R. – Sono molto d’accordo nel senso che se Renzi, il suo governo, in definitiva noi, riusciamo a mettere in cantiere quelle riforme di cui da tempo l’Europa ci chiede conto - riforme sui saldi di spesa pubblica e la riduzione della spesa; sul miglioramento e l’efficienza della macchina statale; sugli oneri sociali per togliere i “massi” dalla schiena delle imprese - e quindi riusciamo a crescere di più, tutto si risolve. Perché crescendo di più il debito diventa più sostenibile, abbiamo più autonomia in Europa, non dobbiamo farci dettare la linea… E’ da lì che dobbiamo iniziare. Non certo dal mettere in discussione le regole del gioco quando non siamo stati noi a fare il primo passo.

D. – Ci sono due momenti importanti fra poco per l’Unione Europea e l’Italia: il rinnovo del Parlamento Europeo a maggio e la presidenza italiana del Consiglio da luglio. Saranno opportunità che l’Italia potrà cogliere, così come si augura e dichiara il nostro presidente del Consiglio?

R. – Per le elezioni europee si tratta più di un rischio; per la presidenza invece è un’opportunità. Per le elezioni europee ovviamente il rischio è quello di vedere un voto fortemente euroscettico, che acquista consenso in Italia ed in Europa. Proprio per evitare questo, secondo me, dobbiamo già da adesso mettere delle cose sul campo: partire con un’agenda di riforme in Italia, smettere con il dogma dell’austerità a tutti i costi in Europa – cosa che l’Europa sta già facendo – poi ovviamente sfruttare la presidenza italiana per portare a casa un punto fondamentale che è questo legame strutturale tra riforme di uno Stato e flessibilità sui conti pubblici. Uno dei dibattiti di questi giorni è: “Dove Renzi recupererà le risorse per fare tutto quello che ha detto di voler fare nei prossimi due anni?”. Potrebbe recuperarle andando a rinegoziare con Bruxelles il tetto del deficit del 3%; l’Europa non necessariamente gli direbbe di no però solo se questo impegno è equiparato ad una agenda di riforme seria, credibile e verificabile. Quindi, questi accordi, questi contratti per le riforme – che sono in discussione al Consiglio Europeo, ma che non sono ancora stati formalizzati perché manca il consenso politico – potrebbero essere un forte investimento che l’Italia fa sul suo semestre di presidenza e di cui essa stessa beneficerebbe per prima.

D. – “L’Europa non è solo rispettare vincoli economici” ha detto Renzi “ma dire a noi stessi e ai nostri figli che è possibile immaginare un’Europa in cui non solo si vive nel dialogo ma di istituzioni in grado di rappresentare la speranza”. Anche qui belle parole, o qualcosa di più concreto da aspettarsi?
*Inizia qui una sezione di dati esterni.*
pub mod error;
pub mod links;

use std::fmt::Debug;

use netlink_packet_core::{
    NetlinkDeserializable, NetlinkHeader, NetlinkMessage, NetlinkPayload, NetlinkSerializable,
    NLMSG_DONE, NLM_F_DUMP, NLM_F_REQUEST,
};

use netlink_sys::{protocols::NETLINK_ROUTE, Socket, SocketAddr};

use error::NetlinkError;

const RECV_BUFFER: usize = 32 * 1024;

/// Serializes `payload` as a `NLM_F_REQUEST | NLM_F_DUMP` message.
fn dump_request<R>(payload: R) -> Vec<u8>
where
    R: NetlinkSerializable + Debug,
{
    let mut header = NetlinkHeader::default();
    header.flags = NLM_F_REQUEST | NLM_F_DUMP;

    let mut msg = NetlinkMessage::new(header, NetlinkPayload::InnerMessage(payload));
    msg.finalize();

    let mut buf = vec![0; msg.buffer_len()];
    msg.serialize(&mut buf[..]);
    buf
}

pub struct Netlink {
    route: Socket,
}

impl Netlink {
    pub fn new() -> Result<Self, NetlinkError> {
        let socket = Socket::new(NETLINK_ROUTE)?;
        socket.connect(&SocketAddr::new(0, 0))?;

        Ok(Self { route: socket })
    }

    /// Sends a dump request and collects every inner message until `NLMSG_DONE`.
    #[inline(never)]
    pub(crate) fn dump<R, T>(sock: &Socket, payload: R) -> Result<Vec<T>, NetlinkError>
    where
        R: NetlinkSerializable + Debug,
        T: NetlinkDeserializable + Debug,
    {
        let buf = dump_request(payload);
        sock.send(&buf, 0)?;

        let mut out = Vec::new();
        let mut receive_buffer = Vec::with_capacity(RECV_BUFFER);
        loop {
            receive_buffer.clear();
            let size = sock.recv(&mut receive_buffer, 0)?;
            let mut offset = 0;

            while offset < size {
                let bytes = &receive_buffer[offset..size];
                let rx_packet = <NetlinkMessage<T>>::deserialize(bytes)?;
                if rx_packet.header.message_type == NLMSG_DONE {
                    return Ok(out);
                }

                let len = rx_packet.header.length as usize;
                match rx_packet.payload {
                    NetlinkPayload::InnerMessage(t) => out.push(t),
                    NetlinkPayload::Error(e) => return Err(NetlinkError::from(e.code)),
                    _ => {}
                }

                if len == 0 {
                    return Err(NetlinkError::UnexpectedResponse);
                }
                offset += len;
            }
        }
    }
}
use futures::stream::FuturesUnordered;

use crate::{service::Wgcfg, telegram::TelegramDelivery};

pub mod telegram;
pub mod web;

pub fn run(
    tg: telegram::Config,
    web: web::Config,
    service: Wgcfg,
    delivery: &TelegramDelivery,
) -> FuturesUnordered<tokio::task::JoinHandle<Result<(), Box<dyn std::error::Error + Send + Sync>>>>
{
    let futures = FuturesUnordered::new();

    futures.push(tokio::spawn(web::start(web, service)));
    if tg.poll {
        futures.push(tokio::spawn(telegram::start(delivery.bot())));
    }

    futures
}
R. – Secondo me, non è eticamente corretto scaricare 130% del nostro Pil sulle generazioni future. Quindi, la prima istituzione che dovrebbe iniziare a dare speranza è il governo italiano. Ovviamente, accanto a questi sforzi, ci sono anche gli sforzi europei che devono essere quelli di dare sempre più legittimità democratica al processo europeo: se è vero che l’Europa può controllare il percorso di riforma di un Paese, è altrettanto vero che il “controllore deve essere controllato dai cittadini”, quindi, è sempre più forte il legame tra rappresentanza democratica dei cittadini ed istituzioni comunitarie. Per dirla con un termine giornalistico: non può essere la Troika, cioè Banca centrale, Commissione e Fondo monetario, a decidere gli stili di un Paese perché la Troika non l’ha eletta nessuno. Chi deve decidere gli stili di un Paese, insieme, devono essere i governi, il Parlamento e l’Unione Europea che sono democraticamente eletti. Questo è uno sforzo che l’Europa deve fare.